Giustizia e solidarietà: «Le Chiese cristiane sono chiamate a difendere le esigenze della giustizia, il rispetto per le tradizioni dei popoli e un’autentica solidarietà con tutti coloro che soffrono». Famiglia: «La famiglia è il centro naturale della vita umana e della società. Siamo preoccupati dalla crisi della famiglia in molti paesi (…). La famiglia si fonda sul matrimonio, atto libero e fedele di amore di un uomo e di una donna. È l’amore che sigilla la loro unione ed insegna loro ad accogliersi reciprocamente come dono. Il matrimonio è una scuola di amore e di fedeltà. Ci rammarichiamo che altre forme di convivenza siano ormai poste allo stesso livello di questa unione, mentre il concetto di paternità e di maternità come vocazione particolare dell’uomo e della donna nel matrimonio, santificato dalla tradizione biblica, viene estromesso dalla coscienza pubblica». Aborto e eutanasia: «Chiediamo a tutti di rispettare il diritto inalienabile alla vita (…). Lo sviluppo della cosiddetta eutanasia fa sì che le persone anziane e gli infermi inizino a sentirsi un peso eccessivo per le loro famiglie e la società in generale». Gioventù: «Dio vi ama e aspetta da ciascuno di voi che siate Suoi discepoli e apostoli. Siate la luce del mondo».

Poi i temi più scottanti di carattere ecumenico. Proselitismo: «Questa missione comporta il rispetto reciproco per i membri delle comunità cristiane ed esclude qualsiasi forma di proselitismo.

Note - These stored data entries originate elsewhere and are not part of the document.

//! External collaborators consulted when both cache tiers miss.
//!
//! - [`RemoteResolver`] turns a logical key into a short-lived fetch URL
//! - [`ByteFetcher`] downloads the bytes behind that URL
//!
//! HTTP implementations live in [`http`]; tests and hosts may supply their own.

pub mod http;

use crate::error::Result;
use crate::key::CacheKey;
use async_trait::async_trait;
use bytes::Bytes;
use std::sync::Arc;
use url::Url;

pub use http::{HttpByteFetcher, HttpSignedUrlResolver};

/// Produces a time-limited URL for a key in a storage namespace (bucket).
#[async_trait]
pub trait RemoteResolver: Send + Sync {
    /// Resolve `key` in `namespace` to a URL valid for roughly `ttl_secs`.
    ///
    /// The URL must be consumed promptly; callers never cache it.
    async fn resolve(&self, key: &CacheKey, namespace: &str, ttl_secs: u32) -> Result<Url>;
}

/// Downloads raw bytes from a URL.
#[async_trait]
pub trait ByteFetcher: Send + Sync {
    async fn fetch(&self, url: &Url) -> Result<Bytes>;
}

pub type DynResolver = Arc<dyn RemoteResolver>;
pub type DynFetcher = Arc<dyn ByteFetcher>;
//! Integration tests for the two-tier cache: promotion, write-through,
//! removal and disk failure handling.

use mediacache_core::{Asset, CacheKey, DiskStore, MemoryStore, TieredCache};
use tempfile::TempDir;

fn create_cache(dir: &std::path::Path) -> TieredCache {
    TieredCache::new(MemoryStore::new(8 * 1024 * 1024), DiskStore::new(dir))
}

fn key(path: &str) -> CacheKey {
    CacheKey::new(path).expect("valid key")
}

#[tokio::test]
async fn test_disk_only_entry_is_promoted_with_identical_bytes() {
    let temp_dir = TempDir::new().unwrap();
    let cache = create_cache(&temp_dir.path().join("media"));

    for (i, payload) in [&b"first"[..], &[0u8, 255, 7, 7][..], &[][..]].iter().enumerate() {
        let k = key(&format!("milestone_images/{}.jpg", i));
        cache.disk().put(&k, payload).unwrap();
        assert!(cache.memory().get(&k).is_none());

        let asset = cache.get(&k).await.expect("disk hit");

        assert_eq!(asset.bytes().as_ref(), *payload);
        let promoted = cache.memory().get(&k).expect("promoted into memory");
        assert_eq!(promoted.bytes(), asset.bytes());
    }
}

#[tokio::test]
async fn test_set_writes_through_to_both_tiers() {
    let temp_dir = TempDir::new().unwrap();
    let cache = create_cache(&temp_dir.path().join("media"));

    let keys = ["profile/u1.png", "posts/p9.jpg", "milestone_videos/m3.mp4"];
    for path in keys {
        let k = key(path);
        let asset = Asset::for_key(&k, format!("payload for {}", path).into_bytes());

        cache.set(&k, asset.clone()).await;

        assert_eq!(cache.memory().get(&k), Some(asset.clone()));
        assert_eq!(cache.disk().get(&k).unwrap().as_ref(), Some(asset.bytes()));
    }
}

#[tokio::test]
async fn test_remove_absent_key_succeeds_in_both_stores() {
    let temp_dir = TempDir::new().unwrap();
    let disk = DiskStore::new(temp_dir.path().join("media"));
    let memory = MemoryStore::new(1024);
    let k = key("p/never-stored.jpg");

    memory.remove(&k);
    assert!(disk.remove(&k).is_ok());

    let cache = TieredCache::new(memory, disk);
    cache.remove(&k).await;
    assert!(cache.get(&k).await.is_none());
}

#[tokio::test]
async fn test_restart_serves_from_disk_and_promotes() {
    let temp_dir = TempDir::new().unwrap();
    let dir = temp_dir.path().join("media");
    let k = key("p/a.jpg");

    {
        let cache = create_cache(&dir);
        cache.set(&k, Asset::for_key(&k, b"B".to_vec())).await;
    }

    // New process: empty memory tier over the same directory
    let cache = create_cache(&dir);
    assert!(cache.memory().get(&k).is_none());

    let asset = cache.get(&k).await.expect("served from disk");
    assert_eq!(asset.bytes().as_ref(), b"B");
    assert!(cache.memory().get(&k).is_some());

    let stats = cache.stats();
    assert_eq!(stats.disk_hits, 1);

    // Second read is a memory hit
    cache.get(&k).await.unwrap();
    assert_eq!(cache.stats().memory_hits, 1);
}

#[tokio::test]
async fn test_cleared_memory_tier_is_repopulated_from_disk() {
    let temp_dir = TempDir::new().unwrap();
    let cache = create_cache(&temp_dir.path().join("media"));
    let k = key("p/a.jpg");

    cache.set(&k, Asset::for_key(&k, b"B".to_vec())).await;
    cache.memory().clear();

    assert_eq!(cache.get(&k).await.unwrap().bytes().as_ref(), b"B");
    assert!(cache.memory().get(&k).is_some());
}

#[tokio::test]
async fn test_failed_disk_write_still_serves_from_memory() {
    let temp_dir = TempDir::new().unwrap();
    // A regular file where the cache directory should be makes every write fail
    let unwritable = temp_dir.path().join("media");
    std::fs::write(&unwritable, b"not a directory").unwrap();
    let cache = create_cache(&unwritable);
    let k = key("p/a.jpg");

    cache.set(&k, Asset::for_key(&k, b"B".to_vec())).await;

    let asset = cache.get(&k).await.expect("memory copy survives");
    assert_eq!(asset.bytes().as_ref(), b"B");
    assert!(cache.disk().get(&k).is_err() || cache.disk().get(&k).unwrap().is_none());
    assert_eq!(cache.stats().disk_write_failures, 1);
}

#[tokio::test]
async fn test_clear_empties_both_tiers() {
    let temp_dir = TempDir::new().unwrap();
    let cache = create_cache(&temp_dir.path().join("media"));

    for i in 0..3 {
        let k = key(&format!("p/{}.jpg", i));
        cache.set(&k, Asset::for_key(&k, vec![i as u8; 16])).await;
    }

    assert_eq!(cache.clear().await, 3);
    for i in 0..3 {
        assert!(cache.get(&key(&format!("p/{}.jpg", i))).await.is_none());
    }
}
//! Retry with exponential backoff and jitter for byte fetches.

use rand::Rng;
use std::future::Future;
use std::time::Duration;
use tracing::{debug, warn};

/// Backoff schedule for retrying a fetch.
#[derive(Debug, Clone)]
pub struct RetryPolicy {
    /// Maximum number of attempts (including the first one).
    pub max_attempts: u32,
    pub base_delay: Duration,
    pub max_delay: Duration,
    /// Randomize each delay by a factor in `0.5..1.5`.
    pub jitter: bool,
}

impl Default for RetryPolicy {
    fn default() -> Self {
        Self {
            max_attempts: 3,
            base_delay: Duration::from_millis(250),
            max_delay: Duration::from_secs(5),
            jitter: true,
        }
    }
}

impl RetryPolicy {
    pub fn with_max_attempts(mut self, attempts: u32) -> Self {
        self.max_attempts = attempts.max(1);
        self
    }

    pub fn with_base_delay(mut self, delay: Duration) -> Self {
        self.base_delay = delay;
        self
    }

    pub fn with_max_delay(mut self, delay: Duration) -> Self {
        self.max_delay = delay;
        self
    }

    pub fn with_jitter(mut self, jitter: bool) -> Self {
        self.jitter = jitter;
        self
    }

    /// Delay before retry number `attempt` (0-indexed): `base * 2^attempt`,
    /// capped at `max_delay`.
    pub fn delay_for(&self, attempt: u32) -> Duration {
        let multiplier = 1u32.checked_shl(attempt).unwrap_or(u32::MAX);
        let capped = self.base_delay.saturating_mul(multiplier).min(self.max_delay);

        if self.jitter {
            let factor = rand::rng().random_range(0.5..1.5);
            capped.mul_f64(factor).min(self.max_delay)
        } else {
            capped
        }
    }
}

/// Outcome bookkeeping for a retried operation.
#[derive(Debug, Clone, Default)]
pub struct RetryStats {
    pub attempts: u32,
    pub total_delay: Duration,
    pub last_error: Option<String>,
}

/// Run `operation` until it succeeds, `should_retry` rejects the error, or
/// the policy's attempts are exhausted.
pub async fn retry_async<F, Fut, T, E>(
    policy: &RetryPolicy,
    mut operation: F,
    should_retry: impl Fn(&E) -> bool,
) -> (Result<T, E>, RetryStats)
where
    F: FnMut() -> Fut,
    Fut: Future<Output = Result<T, E>>,
    E: std::fmt::Display,
{
    let mut stats = RetryStats::default();
    let max_attempts = policy.max_attempts.max(1);

    let mut attempt = 0;
    loop {
        stats.attempts = attempt + 1;

        let err = match operation().await {
            Ok(value) => {
                if attempt > 0 {
                    debug!("Fetch succeeded after {} attempts", attempt + 1);
                }
                return (Ok(value), stats);
            }
            Err(e) => e,
        };

        stats.last_error = Some(err.to_string());

        if !should_retry(&err) {
            debug!("Error is not retryable: {}", err);
            return (Err(err), stats);
        }
        if attempt + 1 >= max_attempts {
            warn!("Giving up after {} attempts: {}", max_attempts, err);
            return (Err(err), stats);
        }

        let delay = policy.delay_for(attempt);
        debug!(
            "Attempt {} failed: {}, retrying in {:?}",
            attempt + 1,
            err,
            delay
        );
        stats.total_delay += delay;
        tokio::time::sleep(delay).await;
        attempt += 1;
    }
}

Non siamo concorrenti ma fratelli». Uniatismo: «Speriamo che il nostro incontro possa anche contribuire alla riconciliazione, là dove esistono tensioni tra greco-cattolici e ortodossi. Oggi è chiaro che il metodo dell’“uniatismo” del passato, inteso come unione di una comunità all’altra, staccandola dalla sua Chiesa, non è un modo che permette di ristabilire l’unità. Tuttavia, le comunità ecclesiali apparse in queste circostanze storiche hanno il diritto di esistere e di intraprendere tutto ciò che è necessario per soddisfare le esigenze spirituali dei loro fedeli, cercando nello stesso tempo di vivere in pace con i loro vicini. Ortodossi e greco-cattolici hanno bisogno di riconciliarsi e di trovare forme di convivenza reciprocamente accettabili».

 

Ucraina: «Deploriamo lo scontro in Ucraina che ha già causato molte vittime, innumerevoli ferite ad abitanti pacifici e gettato la società in una grave crisi economica ed umanitaria. Invitiamo tutte le parti del conflitto alla prudenza, alla solidarietà sociale e all’azione per costruire la pace. Invitiamo le nostre Chiese in Ucraina a lavorare per pervenire all’armonia sociale, ad astenersi dal partecipare allo scontro e a non sostenere un ulteriore sviluppo del conflitto». Evangelizzazione: «Cristo è fonte di gioia e di speranza. La fede in Lui trasfigura la vita umana, la riempie di significato. Di ciò si sono potuti convincere, attraverso la loro esperienza, tutti coloro a cui si possono applicare le parole dell’apostolo Pietro: «Voi, che un tempo eravate non-popolo, ora invece siete il popolo di Dio; voi, un tempo esclusi dalla misericordia, ora invece avete ottenuto misericordia» (1 Pt 2, 10)».

La conclusione è una espressione che in sé sintetizza il senso dell’unità dei cristiani e del mondo: «Per la gloria della Santissima e indivisibile Trinità». Una lezione di diversità e di unità insieme.